[Opening Records for this task section]

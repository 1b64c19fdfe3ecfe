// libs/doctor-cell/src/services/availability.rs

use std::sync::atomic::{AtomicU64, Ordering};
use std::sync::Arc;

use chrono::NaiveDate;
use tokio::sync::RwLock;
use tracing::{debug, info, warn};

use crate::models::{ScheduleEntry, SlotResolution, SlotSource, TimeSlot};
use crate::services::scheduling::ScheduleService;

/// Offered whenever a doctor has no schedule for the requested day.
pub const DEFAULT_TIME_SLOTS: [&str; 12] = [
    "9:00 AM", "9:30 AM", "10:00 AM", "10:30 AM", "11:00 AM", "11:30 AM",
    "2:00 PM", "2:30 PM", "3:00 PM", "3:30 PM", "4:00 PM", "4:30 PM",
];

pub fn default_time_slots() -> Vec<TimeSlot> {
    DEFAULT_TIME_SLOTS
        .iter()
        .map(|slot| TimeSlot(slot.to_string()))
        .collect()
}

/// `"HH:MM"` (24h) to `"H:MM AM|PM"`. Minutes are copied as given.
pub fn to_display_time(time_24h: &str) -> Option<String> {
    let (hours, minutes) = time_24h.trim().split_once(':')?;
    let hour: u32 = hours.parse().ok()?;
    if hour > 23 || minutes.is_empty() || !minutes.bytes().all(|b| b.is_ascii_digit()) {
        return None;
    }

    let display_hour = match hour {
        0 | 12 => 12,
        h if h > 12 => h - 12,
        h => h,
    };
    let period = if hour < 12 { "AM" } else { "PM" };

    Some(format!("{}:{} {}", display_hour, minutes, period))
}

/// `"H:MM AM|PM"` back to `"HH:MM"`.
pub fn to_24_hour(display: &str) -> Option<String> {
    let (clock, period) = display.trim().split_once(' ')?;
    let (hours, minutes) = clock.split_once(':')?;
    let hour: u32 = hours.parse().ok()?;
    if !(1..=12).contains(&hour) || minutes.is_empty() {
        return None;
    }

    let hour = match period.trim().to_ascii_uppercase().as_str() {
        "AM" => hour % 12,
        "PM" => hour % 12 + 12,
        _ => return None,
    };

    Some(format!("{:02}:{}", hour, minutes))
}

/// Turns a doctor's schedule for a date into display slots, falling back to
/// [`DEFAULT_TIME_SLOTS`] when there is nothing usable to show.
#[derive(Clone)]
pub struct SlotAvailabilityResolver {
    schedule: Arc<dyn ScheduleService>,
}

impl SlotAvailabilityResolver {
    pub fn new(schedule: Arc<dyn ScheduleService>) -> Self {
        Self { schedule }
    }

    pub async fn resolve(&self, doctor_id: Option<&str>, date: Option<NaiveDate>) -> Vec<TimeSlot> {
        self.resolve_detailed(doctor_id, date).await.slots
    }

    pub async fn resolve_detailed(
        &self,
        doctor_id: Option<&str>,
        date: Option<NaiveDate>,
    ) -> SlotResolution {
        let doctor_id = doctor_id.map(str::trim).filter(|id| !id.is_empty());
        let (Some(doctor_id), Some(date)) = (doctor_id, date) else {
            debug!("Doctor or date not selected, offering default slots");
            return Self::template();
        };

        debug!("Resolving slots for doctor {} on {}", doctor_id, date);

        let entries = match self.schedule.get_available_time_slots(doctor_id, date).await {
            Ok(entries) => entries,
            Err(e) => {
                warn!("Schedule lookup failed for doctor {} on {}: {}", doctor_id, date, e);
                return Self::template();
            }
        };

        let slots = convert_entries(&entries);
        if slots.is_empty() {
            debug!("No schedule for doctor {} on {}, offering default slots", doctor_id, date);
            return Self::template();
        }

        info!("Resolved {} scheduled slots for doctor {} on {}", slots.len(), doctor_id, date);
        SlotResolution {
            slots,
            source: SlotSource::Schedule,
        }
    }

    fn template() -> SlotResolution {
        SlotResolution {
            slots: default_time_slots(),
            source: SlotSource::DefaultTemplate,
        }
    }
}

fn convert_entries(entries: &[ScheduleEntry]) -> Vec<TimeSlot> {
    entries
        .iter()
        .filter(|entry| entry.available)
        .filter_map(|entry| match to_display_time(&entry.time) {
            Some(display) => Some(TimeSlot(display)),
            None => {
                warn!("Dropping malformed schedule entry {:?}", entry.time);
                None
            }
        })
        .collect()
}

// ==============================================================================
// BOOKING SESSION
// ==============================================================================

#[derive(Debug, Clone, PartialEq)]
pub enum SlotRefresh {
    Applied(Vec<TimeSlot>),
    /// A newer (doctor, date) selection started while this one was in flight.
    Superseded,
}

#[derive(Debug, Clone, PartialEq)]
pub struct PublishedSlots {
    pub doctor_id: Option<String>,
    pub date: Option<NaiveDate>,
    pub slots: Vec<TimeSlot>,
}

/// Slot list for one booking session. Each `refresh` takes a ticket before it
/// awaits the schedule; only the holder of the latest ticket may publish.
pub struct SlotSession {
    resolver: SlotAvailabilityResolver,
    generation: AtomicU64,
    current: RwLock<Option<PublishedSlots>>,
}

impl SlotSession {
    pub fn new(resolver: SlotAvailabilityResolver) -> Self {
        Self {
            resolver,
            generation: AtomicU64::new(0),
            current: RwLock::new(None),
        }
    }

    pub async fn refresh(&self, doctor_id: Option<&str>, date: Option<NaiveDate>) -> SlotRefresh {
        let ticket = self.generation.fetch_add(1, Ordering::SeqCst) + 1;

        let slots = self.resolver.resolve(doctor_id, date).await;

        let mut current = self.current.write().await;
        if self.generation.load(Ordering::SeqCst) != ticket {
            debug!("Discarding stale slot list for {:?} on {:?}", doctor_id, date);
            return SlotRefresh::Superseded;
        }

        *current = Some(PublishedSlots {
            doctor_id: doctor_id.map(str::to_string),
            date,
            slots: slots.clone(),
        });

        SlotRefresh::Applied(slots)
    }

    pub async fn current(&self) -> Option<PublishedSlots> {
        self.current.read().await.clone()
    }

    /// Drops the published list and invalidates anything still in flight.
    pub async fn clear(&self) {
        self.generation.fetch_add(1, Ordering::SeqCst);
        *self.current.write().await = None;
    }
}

[Closing Records for this task section]
[Opening Records for this task section]

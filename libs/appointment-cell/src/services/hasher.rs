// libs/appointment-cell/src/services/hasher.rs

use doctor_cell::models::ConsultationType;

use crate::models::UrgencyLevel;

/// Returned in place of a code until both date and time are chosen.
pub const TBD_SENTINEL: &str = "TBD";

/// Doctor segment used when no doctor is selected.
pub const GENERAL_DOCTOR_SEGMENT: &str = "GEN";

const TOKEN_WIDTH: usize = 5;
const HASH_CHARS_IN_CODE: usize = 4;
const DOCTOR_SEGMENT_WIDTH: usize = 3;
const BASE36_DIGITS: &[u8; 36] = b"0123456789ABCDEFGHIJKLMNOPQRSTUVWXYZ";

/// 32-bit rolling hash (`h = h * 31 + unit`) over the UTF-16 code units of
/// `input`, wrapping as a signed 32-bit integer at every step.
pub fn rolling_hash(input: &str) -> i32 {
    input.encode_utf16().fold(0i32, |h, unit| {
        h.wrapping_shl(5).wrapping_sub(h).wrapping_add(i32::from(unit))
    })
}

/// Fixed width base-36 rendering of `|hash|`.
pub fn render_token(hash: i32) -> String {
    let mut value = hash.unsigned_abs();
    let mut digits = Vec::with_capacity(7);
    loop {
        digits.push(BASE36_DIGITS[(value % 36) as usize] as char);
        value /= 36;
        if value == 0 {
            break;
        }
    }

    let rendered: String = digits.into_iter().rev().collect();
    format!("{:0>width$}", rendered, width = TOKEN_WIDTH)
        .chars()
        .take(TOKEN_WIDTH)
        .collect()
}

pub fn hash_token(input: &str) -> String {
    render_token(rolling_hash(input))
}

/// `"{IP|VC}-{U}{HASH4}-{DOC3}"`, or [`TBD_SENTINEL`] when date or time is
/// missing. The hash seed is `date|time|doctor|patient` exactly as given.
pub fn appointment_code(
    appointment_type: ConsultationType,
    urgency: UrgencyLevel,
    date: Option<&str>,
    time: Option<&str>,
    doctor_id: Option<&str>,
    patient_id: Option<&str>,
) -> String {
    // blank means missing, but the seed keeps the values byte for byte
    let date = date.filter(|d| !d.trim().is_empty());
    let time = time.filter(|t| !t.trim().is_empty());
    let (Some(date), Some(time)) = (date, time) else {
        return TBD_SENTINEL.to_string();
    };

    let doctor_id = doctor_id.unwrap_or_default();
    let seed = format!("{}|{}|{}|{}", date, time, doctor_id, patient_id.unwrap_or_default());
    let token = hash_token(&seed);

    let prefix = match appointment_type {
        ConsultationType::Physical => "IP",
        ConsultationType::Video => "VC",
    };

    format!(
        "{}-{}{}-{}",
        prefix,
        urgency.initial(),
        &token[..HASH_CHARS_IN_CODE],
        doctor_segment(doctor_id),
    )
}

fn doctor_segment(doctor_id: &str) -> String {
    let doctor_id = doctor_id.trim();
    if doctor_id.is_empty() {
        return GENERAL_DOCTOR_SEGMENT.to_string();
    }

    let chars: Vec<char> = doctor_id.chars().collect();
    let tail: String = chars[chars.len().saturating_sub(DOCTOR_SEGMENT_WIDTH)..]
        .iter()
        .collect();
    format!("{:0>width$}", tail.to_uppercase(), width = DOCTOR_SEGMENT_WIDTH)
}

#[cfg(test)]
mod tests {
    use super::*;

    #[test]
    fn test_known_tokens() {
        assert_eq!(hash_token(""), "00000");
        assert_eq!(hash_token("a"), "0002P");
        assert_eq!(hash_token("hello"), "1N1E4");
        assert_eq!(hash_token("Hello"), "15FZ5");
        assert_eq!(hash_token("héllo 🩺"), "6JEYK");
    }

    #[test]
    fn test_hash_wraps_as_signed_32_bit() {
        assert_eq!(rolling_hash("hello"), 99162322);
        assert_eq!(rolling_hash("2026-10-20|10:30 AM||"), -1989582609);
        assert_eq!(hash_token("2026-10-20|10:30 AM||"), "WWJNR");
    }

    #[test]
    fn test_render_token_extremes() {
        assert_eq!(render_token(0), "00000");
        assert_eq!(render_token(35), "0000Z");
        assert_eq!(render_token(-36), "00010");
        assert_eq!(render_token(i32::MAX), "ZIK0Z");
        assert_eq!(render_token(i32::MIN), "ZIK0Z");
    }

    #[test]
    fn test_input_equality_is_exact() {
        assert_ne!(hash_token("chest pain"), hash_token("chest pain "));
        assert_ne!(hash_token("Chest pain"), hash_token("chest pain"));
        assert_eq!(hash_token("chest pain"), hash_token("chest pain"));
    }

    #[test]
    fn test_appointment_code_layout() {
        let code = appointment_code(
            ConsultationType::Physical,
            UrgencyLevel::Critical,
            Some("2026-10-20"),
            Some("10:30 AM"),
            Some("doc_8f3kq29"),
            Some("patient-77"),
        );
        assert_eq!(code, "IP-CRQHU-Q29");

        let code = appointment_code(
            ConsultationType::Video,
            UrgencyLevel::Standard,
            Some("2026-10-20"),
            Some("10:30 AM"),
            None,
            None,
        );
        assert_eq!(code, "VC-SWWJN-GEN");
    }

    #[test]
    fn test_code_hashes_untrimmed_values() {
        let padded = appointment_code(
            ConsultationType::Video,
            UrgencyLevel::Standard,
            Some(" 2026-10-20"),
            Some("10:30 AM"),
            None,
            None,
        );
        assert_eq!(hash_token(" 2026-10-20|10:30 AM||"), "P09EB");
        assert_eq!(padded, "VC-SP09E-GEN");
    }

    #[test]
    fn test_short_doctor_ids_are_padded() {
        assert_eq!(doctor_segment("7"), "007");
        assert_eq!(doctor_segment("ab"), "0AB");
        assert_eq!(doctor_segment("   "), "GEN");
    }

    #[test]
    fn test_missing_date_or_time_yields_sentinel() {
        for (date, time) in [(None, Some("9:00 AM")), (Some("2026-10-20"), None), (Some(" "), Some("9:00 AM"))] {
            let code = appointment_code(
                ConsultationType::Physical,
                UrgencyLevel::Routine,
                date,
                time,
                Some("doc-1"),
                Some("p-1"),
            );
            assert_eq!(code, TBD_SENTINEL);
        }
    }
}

[Closing Records for this task section]

Task directions
Each line in the data that holds the string "ScheduleService" must be returned.

Completed task
use crate::services::scheduling::ScheduleService;
    schedule: Arc<dyn ScheduleService>,
    pub fn new(schedule: Arc<dyn ScheduleService>) -> Self {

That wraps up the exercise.